(Beginning of Stored data)

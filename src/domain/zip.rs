//! ZIP entry metadata and record serialisation.
//!
//! Record layouts follow the PKZIP application note: 30-byte local file
//! headers, 46-byte central-directory entries, and the ZIP64
//! end-of-central-directory record / locator / classic end record triple.
//! Timestamps are hard-coded so archiving is deterministic.

use std::fmt::Write as _;

use crate::domain::hash::Sha256Hash;
use crate::domain::sink::Sink;
use crate::infra::error::{PackagingError, PackagingResult};

/// Fixed MS-DOS timestamp for every entry.
pub const FILE_TIME: u16 = 0x8706;
pub const FILE_DATE: u16 = 0x4722;

const ARCHIVER_VERSION: u16 = 45;
const FILE_EXTRACT_VERSION: u16 = 20;
const ARCHIVE_EXTRACT_VERSION: u16 = 45;

const LOCAL_FILE_HEADER_SIGNATURE: u32 = 0x04034B50;
const DIRECTORY_ENTRY_SIGNATURE: u32 = 0x02014B50;
const ZIP64_END_OF_DIRECTORY_SIGNATURE: u32 = 0x06064B50;
const ZIP64_DIRECTORY_LOCATOR_SIGNATURE: u32 = 0x07064B50;
const END_OF_DIRECTORY_SIGNATURE: u32 = 0x06054B50;

#[derive(Debug, Clone, Copy, PartialEq, Eq)]
pub enum ZipCompressionType {
    Store = 0,
    Deflate = 8,
}

impl ZipCompressionType {
    #[must_use]
    pub fn method(self) -> u16 {
        self as u16
    }
}

/// Metadata for one 64 KiB window of an entry's uncompressed content, as
/// listed in `AppxBlockMap.xml`.
#[derive(Debug, Clone)]
pub struct ZipBlock {
    /// Hash of the uncompressed window.
    pub sha256: Sha256Hash,
    /// Bytes this window occupies in the compressed stream; `None` for
    /// stored entries.
    pub compressed_size: Option<u64>,
}

impl ZipBlock {
    /// Window size in uncompressed bytes.
    pub const SIZE: u64 = 65536;

    #[must_use]
    pub fn new(sha256: Sha256Hash, compressed_size: Option<u64>) -> Self {
        ZipBlock { sha256, compressed_size }
    }

    #[must_use]
    pub fn stored(sha256: Sha256Hash) -> Self {
        ZipBlock { sha256, compressed_size: None }
    }
}

/// One archive member: sizes, CRC, archive offset, and block metadata.
#[derive(Debug, Clone)]
pub struct ZipFileEntry {
    /// Logical archive name with the caller's forward slashes.
    pub file_name: String,
    /// The ZIP-stored, percent-encoded name.
    pub sanitized_file_name: String,
    pub compressed_size: u64,
    pub uncompressed_size: u64,
    pub compression_type: ZipCompressionType,
    /// Archive byte offset of the local file record header.
    pub file_record_header_offset: u64,
    pub crc32: u32,
    /// Block metadata for normal files.
    pub blocks: Vec<ZipBlock>,
    /// Whole-content digest, populated only for `[Content_Types].xml` and
    /// `AppxBlockMap.xml`.
    pub sha256: Option<Sha256Hash>,
}

impl ZipFileEntry {
    #[allow(clippy::too_many_arguments)]
    pub fn new(
        file_name: impl Into<String>,
        compressed_size: u64,
        uncompressed_size: u64,
        compression_type: ZipCompressionType,
        file_record_header_offset: u64,
        crc32: u32,
        blocks: Vec<ZipBlock>,
        sha256: Option<Sha256Hash>,
    ) -> Self {
        let file_name = file_name.into();
        let sanitized_file_name = sanitized_file_name(&file_name);
        ZipFileEntry {
            file_name,
            sanitized_file_name,
            compressed_size,
            uncompressed_size,
            compression_type,
            file_record_header_offset,
            crc32,
            blocks,
            sha256,
        }
    }

    /// A stored entry, whose compressed and uncompressed sizes coincide.
    pub fn stored(
        file_name: impl Into<String>,
        size: u64,
        file_record_header_offset: u64,
        crc32: u32,
        blocks: Vec<ZipBlock>,
        sha256: Option<Sha256Hash>,
    ) -> Self {
        ZipFileEntry::new(
            file_name,
            size,
            size,
            ZipCompressionType::Store,
            file_record_header_offset,
            crc32,
            blocks,
            sha256,
        )
    }

    #[must_use]
    pub fn file_record_header_size(&self) -> u64 {
        30 + self.sanitized_file_name.len() as u64
    }

    #[must_use]
    pub fn file_record_size(&self) -> u64 {
        self.file_record_header_size() + self.compressed_size
    }

    #[must_use]
    pub fn directory_entry_size(&self) -> u64 {
        46 + self.sanitized_file_name.len() as u64
    }

    pub fn write_file_record_header<S: Sink>(&self, sink: &mut S) -> PackagingResult<()> {
        let name_length = u16_field(self.sanitized_file_name.len() as u64, "file name length")?;
        let mut header = Vec::with_capacity(30);
        header.extend_from_slice(&LOCAL_FILE_HEADER_SIGNATURE.to_le_bytes());
        header.extend_from_slice(&FILE_EXTRACT_VERSION.to_le_bytes());
        header.extend_from_slice(&0u16.to_le_bytes()); // Flags.
        header.extend_from_slice(&self.compression_type.method().to_le_bytes());
        header.extend_from_slice(&FILE_TIME.to_le_bytes());
        header.extend_from_slice(&FILE_DATE.to_le_bytes());
        header.extend_from_slice(&self.crc32.to_le_bytes());
        header.extend_from_slice(&u32_field(self.compressed_size, "compressed size")?.to_le_bytes());
        header
            .extend_from_slice(&u32_field(self.uncompressed_size, "uncompressed size")?.to_le_bytes());
        header.extend_from_slice(&name_length.to_le_bytes());
        header.extend_from_slice(&0u16.to_le_bytes()); // Extra field length.
        sink.write(&header)?;
        sink.write(self.sanitized_file_name.as_bytes())
    }

    pub fn write_directory_entry<S: Sink>(&self, sink: &mut S) -> PackagingResult<()> {
        let name_length = u16_field(self.sanitized_file_name.len() as u64, "file name length")?;
        let mut entry = Vec::with_capacity(46);
        entry.extend_from_slice(&DIRECTORY_ENTRY_SIGNATURE.to_le_bytes());
        entry.extend_from_slice(&ARCHIVER_VERSION.to_le_bytes());
        entry.extend_from_slice(&FILE_EXTRACT_VERSION.to_le_bytes());
        entry.extend_from_slice(&0u16.to_le_bytes()); // Flags.
        entry.extend_from_slice(&self.compression_type.method().to_le_bytes());
        entry.extend_from_slice(&FILE_TIME.to_le_bytes());
        entry.extend_from_slice(&FILE_DATE.to_le_bytes());
        entry.extend_from_slice(&self.crc32.to_le_bytes());
        entry.extend_from_slice(&u32_field(self.compressed_size, "compressed size")?.to_le_bytes());
        entry
            .extend_from_slice(&u32_field(self.uncompressed_size, "uncompressed size")?.to_le_bytes());
        entry.extend_from_slice(&name_length.to_le_bytes());
        entry.extend_from_slice(&0u16.to_le_bytes()); // Extra field length.
        entry.extend_from_slice(&0u16.to_le_bytes()); // File comment length.
        entry.extend_from_slice(&0u16.to_le_bytes()); // Disk number start.
        entry.extend_from_slice(&0u16.to_le_bytes()); // Internal file attributes.
        entry.extend_from_slice(&0u32.to_le_bytes()); // External file attributes.
        entry.extend_from_slice(
            &u32_field(self.file_record_header_offset, "local header offset")?.to_le_bytes(),
        );
        sink.write(&entry)?;
        sink.write(self.sanitized_file_name.as_bytes())
    }
}

/// Percent-encodes every byte outside `[A-Za-z0-9-._~/]`, uppercase hex.
/// `[Content_Types].xml` is a special case: the brackets must not be
/// escaped or the package is rejected.
#[must_use]
pub fn sanitized_file_name(file_name: &str) -> String {
    const CONTENT_TYPES_FILE: &str = "[Content_Types].xml";
    if file_name == CONTENT_TYPES_FILE {
        return file_name.to_string();
    }
    let mut sanitized = String::with_capacity(file_name.len());
    for &byte in file_name.as_bytes() {
        match byte {
            b'a'..=b'z' | b'A'..=b'Z' | b'0'..=b'9' | b'-' | b'.' | b'_' | b'~' | b'/' => {
                sanitized.push(byte as char);
            }
            _ => {
                // Infallible for String.
                let _ = write!(sanitized, "%{byte:02X}");
            }
        }
    }
    sanitized
}

/// Writes the ZIP64 end-of-central-directory record, the ZIP64 locator,
/// and the classic end record with its ZIP64 sentinel values.
/// `central_directory_end_offset` is the archive offset at which this
/// trailer begins (one past the last directory entry).
pub fn write_end_of_central_directory<S: Sink>(
    sink: &mut S,
    central_directory_end_offset: u64,
    entries: &[ZipFileEntry],
) -> PackagingResult<()> {
    let mut directory_entries_size: u64 = 0;
    let mut file_records_size: u64 = 0;
    for entry in entries {
        directory_entries_size += entry.directory_entry_size();
        file_records_size += entry.file_record_size();
    }

    let mut data = Vec::with_capacity(56 + 20 + 22);
    // ZIP64 end of central directory record.
    data.extend_from_slice(&ZIP64_END_OF_DIRECTORY_SIGNATURE.to_le_bytes());
    data.extend_from_slice(&(56u64 - 12).to_le_bytes()); // Size of this record after this field.
    data.extend_from_slice(&ARCHIVER_VERSION.to_le_bytes());
    data.extend_from_slice(&ARCHIVE_EXTRACT_VERSION.to_le_bytes());
    data.extend_from_slice(&0u32.to_le_bytes()); // Index of this disk.
    data.extend_from_slice(&0u32.to_le_bytes()); // Index of disk with directory start.
    data.extend_from_slice(&(entries.len() as u64).to_le_bytes()); // Entries on this disk.
    data.extend_from_slice(&(entries.len() as u64).to_le_bytes()); // Entries in directory.
    data.extend_from_slice(&directory_entries_size.to_le_bytes());
    data.extend_from_slice(&file_records_size.to_le_bytes()); // Offset of directory start.
    // ZIP64 end of central directory locator.
    data.extend_from_slice(&ZIP64_DIRECTORY_LOCATOR_SIGNATURE.to_le_bytes());
    data.extend_from_slice(&0u32.to_le_bytes()); // Index of disk with directory end.
    data.extend_from_slice(&central_directory_end_offset.to_le_bytes());
    data.extend_from_slice(&1u32.to_le_bytes()); // Number of disks.
    // Classic end of central directory record, deferring to the ZIP64 one.
    data.extend_from_slice(&END_OF_DIRECTORY_SIGNATURE.to_le_bytes());
    data.extend_from_slice(&0u16.to_le_bytes()); // Index of this disk.
    data.extend_from_slice(&0u16.to_le_bytes()); // Index of disk with directory start.
    data.extend_from_slice(&0xFFFFu16.to_le_bytes()); // Entries on this disk.
    data.extend_from_slice(&0xFFFFu16.to_le_bytes()); // Entries in directory.
    data.extend_from_slice(&0xFFFFFFFFu32.to_le_bytes()); // Directory size.
    data.extend_from_slice(&0xFFFFFFFFu32.to_le_bytes()); // Directory start offset.
    data.extend_from_slice(&0u16.to_le_bytes()); // Comment length.
    sink.write(&data)
}

fn u16_field(value: u64, field: &'static str) -> PackagingResult<u16> {
    u16::try_from(value).map_err(|_| PackagingError::Range { field, value })
}

fn u32_field(value: u64, field: &'static str) -> PackagingResult<u32> {
    u32::try_from(value).map_err(|_| PackagingError::Range { field, value })
}
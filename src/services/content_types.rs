//! `[Content_Types].xml` synthesis.
//!
//! One `<Default>` per distinct extension among the caller-supplied
//! entries (in first-seen order), an `<Override>` for every extensionless
//! entry, and the three fixed overrides for the block map, the signature,
//! and the code-integrity catalog.

use crate::domain::sink::{Crc32Sink, Sha256Sink, Sink};
use crate::domain::xml::escape_attribute;
use crate::domain::zip::ZipFileEntry;
use crate::infra::error::PackagingResult;

pub const CONTENT_TYPES_FILE_NAME: &str = "[Content_Types].xml";

const DEFAULT_CONTENT_TYPE: &str = "application/octet-stream";

const KNOWN_CONTENT_TYPES: &[(&str, &str)] = &[
    ("appx", "application/vnd.ms-appx"),
    ("dll", "application/x-msdownload"),
    ("exe", "application/x-msdownload"),
    ("png", "image/png"),
];

fn content_type_for(extension: &str, is_bundle: bool) -> &'static str {
    if extension == "xml" {
        return if is_bundle {
            "application/vnd.ms-appx.bundlemanifest+xml"
        } else {
            "application/vnd.ms-appx.manifest+xml"
        };
    }
    KNOWN_CONTENT_TYPES
        .iter()
        .find(|(known, _)| *known == extension)
        .map_or(DEFAULT_CONTENT_TYPE, |(_, content_type)| content_type)
}

pub fn content_types_xml(is_bundle: bool, entries: &[ZipFileEntry]) -> String {
    let mut xml = String::from(
        "<?xml version=\"1.0\" encoding=\"UTF-8\" standalone=\"yes\"?>\r\n",
    );
    xml.push_str(
        "<Types xmlns=\"http://schemas.openxmlformats.org/package/2006/content-types\">",
    );

    let mut written_extensions: Vec<String> = Vec::new();
    for entry in entries {
        // Extensions come from the ZIP-escaped name, so an escaped space is
        // part of the extension.
        let name = &entry.sanitized_file_name;
        let base_name_pos = name.rfind('/').map_or(0, |pos| pos + 1);
        let extension_pos = name.rfind('.').map(|pos| pos + 1);
        match extension_pos {
            Some(pos) if pos > base_name_pos => {
                let extension = &name[pos..];
                if !written_extensions.iter().any(|seen| seen == extension) {
                    xml.push_str(&format!(
                        "<Default Extension=\"{}\" ContentType=\"{}\"/>",
                        escape_attribute(extension),
                        escape_attribute(content_type_for(extension, is_bundle))
                    ));
                    written_extensions.push(extension.to_string());
                }
            }
            _ => {
                xml.push_str(&format!(
                    "<Override PartName=\"/{}\" ContentType=\"{}\"/>",
                    escape_attribute(name),
                    escape_attribute(DEFAULT_CONTENT_TYPE)
                ));
            }
        }
    }

    xml.push_str(
        "<Override PartName=\"/AppxBlockMap.xml\" \
         ContentType=\"application/vnd.ms-appx.blockmap+xml\"/>",
    );
    xml.push_str(
        "<Override PartName=\"/AppxSignature.p7x\" \
         ContentType=\"application/vnd.ms-appx.signature\"/>",
    );
    xml.push_str(
        "<Override PartName=\"/AppxMetadata/CodeIntegrity.cat\" \
         ContentType=\"application/vnd.ms-pkiseccat\"/>",
    );
    xml.push_str("</Types>");
    xml
}

/// Synthesises the content-types manifest and writes it as an uncompressed
/// ZIP entry. `caller_entries` must not include synthesised entries.
pub fn write_content_types_entry<S: Sink>(
    sink: &mut S,
    offset: u64,
    is_bundle: bool,
    caller_entries: &[ZipFileEntry],
) -> PackagingResult<ZipFileEntry> {
    let xml = content_types_xml(is_bundle, caller_entries);
    let bytes = xml.as_bytes();

    let mut crc = Crc32Sink::new();
    let mut sha256 = Sha256Sink::new();
    {
        let mut fan_out = (&mut crc, &mut sha256);
        fan_out.write(bytes)?;
    }

    let entry = ZipFileEntry::stored(
        CONTENT_TYPES_FILE_NAME,
        bytes.len() as u64,
        offset,
        crc.value(),
        Vec::new(),
        Some(sha256.digest()),
    );
    entry.write_file_record_header(sink)?;
    sink.write(bytes)?;
    Ok(entry)
}
use super::*;

/// One unit of share difficulty corresponds to a gigahash of expected work
/// under this network's stratum convention.
pub const HASHES_PER_DIFF_1: f64 = 1e9;

/// Explicit prefix table; lookup walks from the largest step down so the
/// boundary values land on the right prefix.
const SI_PREFIXES: &[(&str, f64)] = &[
    ("", 1.0),
    ("K", 1e3),
    ("M", 1e6),
    ("G", 1e9),
    ("T", 1e12),
    ("P", 1e15),
    ("E", 1e18),
    ("Z", 1e21),
    ("Y", 1e24),
];

/// Hashes per second.
#[derive(Debug, Clone, Copy, PartialEq, PartialOrd, Default)]
pub struct HashRate(pub f64);

impl HashRate {
    pub const ZERO: Self = Self(0.0);

    /// Estimate from accumulated share-difficulty credit over a window.
    pub fn estimate(total_difficulty: f64, window: Duration) -> Self {
        if window.is_zero() {
            return Self::ZERO;
        }

        Self(total_difficulty * HASHES_PER_DIFF_1 / window.as_secs_f64())
    }

    /// Rate implied by a difficulty and an expected solve frequency.
    pub fn from_difficulty_rate(difficulty: f64, solves_per_second: f64) -> Self {
        Self(difficulty * solves_per_second * HASHES_PER_DIFF_1)
    }

    pub fn as_f64(self) -> f64 {
        self.0
    }
}

impl std::ops::Add for HashRate {
    type Output = Self;

    fn add(self, rhs: Self) -> Self {
        Self(self.0 + rhs.0)
    }
}

impl std::iter::Sum for HashRate {
    fn sum<I: Iterator<Item = Self>>(iter: I) -> Self {
        iter.fold(Self::ZERO, std::ops::Add::add)
    }
}

impl Display for HashRate {
    fn fmt(&self, f: &mut Formatter<'_>) -> fmt::Result {
        let (prefix, divisor) = SI_PREFIXES
            .iter()
            .rev()
            .find(|(_, divisor)| self.0 >= *divisor)
            .unwrap_or(&SI_PREFIXES[0]);

        write!(f, "{:.2}{prefix}H/s", self.0 / divisor)
    }
}
use super::*;

/// `mining.authorize` params: `"<wallet>[.<worker>]"` plus an ignored
/// password.
#[derive(Debug, Clone, PartialEq)]
pub struct Authorize {
    pub username: String,
    pub password: Option<String>,
}

impl Authorize {
    /// The wallet part, before the first `.`.
    pub fn wallet(&self) -> &str {
        self.username.split('.').next().unwrap_or(&self.username)
    }

    /// The worker name, if the miner declared one.
    pub fn worker_name(&self) -> Option<&str> {
        let mut parts = self.username.splitn(2, '.');
        parts.next();
        parts.next().filter(|worker| !worker.is_empty())
    }
}

impl<'de> Deserialize<'de> for Authorize {
    fn deserialize<D: Deserializer<'de>>(deserializer: D) -> Result<Self, D::Error> {
        let params = Vec::<Value>::deserialize(deserializer)?;

        let username = params
            .first()
            .and_then(Value::as_str)
            .ok_or_else(|| de::Error::custom("expected username as first param"))?
            .to_string();

        let password = params.get(1).and_then(Value::as_str).map(str::to_string);

        Ok(Self { username, password })
    }
}

impl Serialize for Authorize {
    fn serialize<S: Serializer>(&self, serializer: S) -> Result<S::Ok, S::Error> {
        match &self.password {
            Some(password) => (&self.username, password).serialize(serializer),
            None => (&self.username,).serialize(serializer),
        }
    }
}

#[cfg(test)]
mod tests {
    use super::*;

    #[test]
    fn splits_wallet_and_worker() {
        let authorize: Authorize =
            serde_json::from_value(json!(["hoosat:qqabc.rig1", "x"])).unwrap();
        assert_eq!(authorize.wallet(), "hoosat:qqabc");
        assert_eq!(authorize.worker_name(), Some("rig1"));
        assert_eq!(authorize.password.as_deref(), Some("x"));
    }

    #[test]
    fn worker_is_optional() {
        let authorize: Authorize = serde_json::from_value(json!(["hoosat:qqabc"])).unwrap();
        assert_eq!(authorize.wallet(), "hoosat:qqabc");
        assert_eq!(authorize.worker_name(), None);
    }

    #[test]
    fn worker_keeps_only_first_separator() {
        let authorize: Authorize =
            serde_json::from_value(json!(["hoosat:qqabc.rig.gpu0"])).unwrap();
        assert_eq!(authorize.wallet(), "hoosat:qqabc");
        assert_eq!(authorize.worker_name(), Some("rig.gpu0"));
    }

    #[test]
    fn missing_username_is_an_error() {
        assert!(serde_json::from_value::<Authorize>(json!([])).is_err());
        assert!(serde_json::from_value::<Authorize>(json!([7])).is_err());
    }
}
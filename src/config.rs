use super::*;

pub const MIN_BLOCK_WAIT_TIME: Duration = Duration::from_millis(200);
pub const DEFAULT_MIN_SHARE_DIFF: f64 = 4.0;
pub const DEFAULT_SHARES_PER_MIN: u64 = 15;
pub const MAX_EXTRANONCE_SIZE: u8 = 3;

#[derive(Clone, Debug, Deserialize)]
#[serde(default)]
pub struct BridgeConfig {
    pub stratum_port: String,
    pub hoosat_address: String,
    /// Template re-poll period in milliseconds. Clamped to [`MIN_BLOCK_WAIT_TIME`].
    pub block_wait_time: u64,
    pub min_share_diff: f64,
    pub var_diff: bool,
    pub shares_per_min: u64,
    pub var_diff_stats: bool,
    pub solo_mining: bool,
    pub extranonce_size: u8,
    pub mine_when_not_synced: bool,
    pub print_stats: bool,
    pub prom_port: String,
    pub health_check_port: String,
    pub log_to_file: bool,
}

impl Default for BridgeConfig {
    fn default() -> Self {
        Self {
            stratum_port: ":5555".into(),
            hoosat_address: "localhost:42420".into(),
            block_wait_time: 200,
            min_share_diff: DEFAULT_MIN_SHARE_DIFF,
            var_diff: false,
            shares_per_min: DEFAULT_SHARES_PER_MIN,
            var_diff_stats: false,
            solo_mining: false,
            extranonce_size: 0,
            mine_when_not_synced: false,
            print_stats: false,
            prom_port: String::new(),
            health_check_port: String::new(),
            log_to_file: false,
        }
    }
}

impl BridgeConfig {
    pub(crate) fn load(options: &Options) -> Result<Self> {
        let path = options
            .config
            .clone()
            .unwrap_or_else(|| PathBuf::from("config.yaml"));

        let mut config = match fs::read_to_string(&path) {
            Ok(raw) => serde_yaml::from_str(&raw)
                .with_context(|| format!("failed parsing config file `{}`", path.display()))?,
            Err(err) if err.kind() == std::io::ErrorKind::NotFound && options.config.is_none() => {
                Self::default()
            }
            Err(err) => {
                bail!("failed reading config file `{}`: {err}", path.display());
            }
        };

        config.apply(options);
        config.normalize();
        Ok(config)
    }

    /// Command-line flags override the file, absent flags keep it.
    fn apply(&mut self, options: &Options) {
        let options = options.clone();

        if let Some(value) = options.stratum_port {
            self.stratum_port = value;
        }
        if let Some(value) = options.hoosat_address {
            self.hoosat_address = value;
        }
        if let Some(value) = options.block_wait_time {
            self.block_wait_time = value;
        }
        if let Some(value) = options.min_share_diff {
            self.min_share_diff = value;
        }
        if let Some(value) = options.var_diff {
            self.var_diff = value;
        }
        if let Some(value) = options.shares_per_min {
            self.shares_per_min = value;
        }
        if let Some(value) = options.var_diff_stats {
            self.var_diff_stats = value;
        }
        if let Some(value) = options.solo_mining {
            self.solo_mining = value;
        }
        if let Some(value) = options.extranonce_size {
            self.extranonce_size = value;
        }
        if let Some(value) = options.mine_when_not_synced {
            self.mine_when_not_synced = value;
        }
        if let Some(value) = options.print_stats {
            self.print_stats = value;
        }
        if let Some(value) = options.prom_port {
            self.prom_port = value;
        }
        if let Some(value) = options.health_check_port {
            self.health_check_port = value;
        }
        if let Some(value) = options.log_to_file {
            self.log_to_file = value;
        }
    }

    fn normalize(&mut self) {
        if self.min_share_diff <= 0.0 || !self.min_share_diff.is_finite() {
            self.min_share_diff = DEFAULT_MIN_SHARE_DIFF;
        }

        if self.shares_per_min == 0 {
            self.shares_per_min = DEFAULT_SHARES_PER_MIN;
        }

        self.extranonce_size = self.extranonce_size.min(MAX_EXTRANONCE_SIZE);

        if self.block_wait_time < MIN_BLOCK_WAIT_TIME.as_millis() as u64 {
            self.block_wait_time = MIN_BLOCK_WAIT_TIME.as_millis() as u64;
        }
    }

    pub fn block_wait_time(&self) -> Duration {
        Duration::from_millis(self.block_wait_time)
    }

    /// `:5555` means all interfaces, anything with a host is used verbatim.
    pub fn stratum_listen_addr(&self) -> String {
        listen_addr(&self.stratum_port)
    }

    pub fn prom_listen_addr(&self) -> Option<String> {
        (!self.prom_port.is_empty()).then(|| listen_addr(&self.prom_port))
    }

    pub fn health_check_listen_addr(&self) -> Option<String> {
        (!self.health_check_port.is_empty()).then(|| listen_addr(&self.health_check_port))
    }

    pub(crate) fn summary(&self) -> Vec<String> {
        vec![
            format!("hoosat:              {}", self.hoosat_address),
            format!("stratum:             {}", self.stratum_port),
            format!("prom:                {}", self.prom_port),
            format!("stats:               {}", self.print_stats),
            format!("log:                 {}", self.log_to_file),
            format!("min diff:            {:.10}", self.min_share_diff),
            format!("var diff:            {}", self.var_diff),
            format!("shares per min:      {}", self.shares_per_min),
            format!("var diff stats:      {}", self.var_diff_stats),
            format!("solo mining:         {}", self.solo_mining),
            format!("block wait:          {:?}", self.block_wait_time()),
            format!("extranonce size:     {}", self.extranonce_size),
            format!("health check:        {}", self.health_check_port),
            format!("mine when not synced: {}", self.mine_when_not_synced),
        ]
    }
}

fn listen_addr(port: &str) -> String {
    if let Some(stripped) = port.strip_prefix(':') {
        format!("0.0.0.0:{stripped}")
    } else {
        port.to_string()
    }
}

#[cfg(test)]
mod tests {
    use super::*;

    #[test]
    fn defaults_are_sane() {
        let config = BridgeConfig::default();
        assert_eq!(config.stratum_port, ":5555");
        assert_eq!(config.min_share_diff, 4.0);
        assert_eq!(config.shares_per_min, 15);
        assert_eq!(config.block_wait_time(), Duration::from_millis(200));
        assert!(!config.var_diff);
        assert!(!config.solo_mining);
    }

    #[test]
    fn yaml_roundtrip() {
        let config: BridgeConfig = serde_yaml::from_str(
            r#"
stratum_port: ":6969"
hoosat_address: "node.example:42420"
block_wait_time: 500
min_share_diff: 8
var_diff: true
shares_per_min: 20
extranonce_size: 2
"#,
        )
        .unwrap();

        assert_eq!(config.stratum_port, ":6969");
        assert_eq!(config.hoosat_address, "node.example:42420");
        assert_eq!(config.block_wait_time, 500);
        assert_eq!(config.min_share_diff, 8.0);
        assert!(config.var_diff);
        assert_eq!(config.shares_per_min, 20);
        assert_eq!(config.extranonce_size, 2);
    }

    #[test]
    fn normalize_clamps() {
        let mut config = BridgeConfig {
            block_wait_time: 10,
            min_share_diff: 0.0,
            extranonce_size: 9,
            shares_per_min: 0,
            ..Default::default()
        };
        config.normalize();

        assert_eq!(config.block_wait_time(), MIN_BLOCK_WAIT_TIME);
        assert_eq!(config.min_share_diff, DEFAULT_MIN_SHARE_DIFF);
        assert_eq!(config.extranonce_size, MAX_EXTRANONCE_SIZE);
        assert_eq!(config.shares_per_min, DEFAULT_SHARES_PER_MIN);
    }

    #[test]
    fn flags_override_yaml() {
        let mut config = BridgeConfig::default();
        let options = Options {
            stratum_port: Some(":7777".into()),
            var_diff: Some(true),
            min_share_diff: Some(16.0),
            ..Default::default()
        };

        config.apply(&options);
        config.normalize();

        assert_eq!(config.stratum_port, ":7777");
        assert!(config.var_diff);
        assert_eq!(config.min_share_diff, 16.0);
    }

    #[test]
    fn listen_addr_expansion() {
        assert_eq!(listen_addr(":5555"), "0.0.0.0:5555");
        assert_eq!(listen_addr("127.0.0.1:5555"), "127.0.0.1:5555");
    }
}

(End of Stored data)

What is expected
Pick out and copy the lines of the entries that hold the string "HashRate".

Output of the task
pub struct HashRate(pub f64);
impl HashRate {
impl std::ops::Add for HashRate {
impl std::iter::Sum for HashRate {
impl Display for HashRate {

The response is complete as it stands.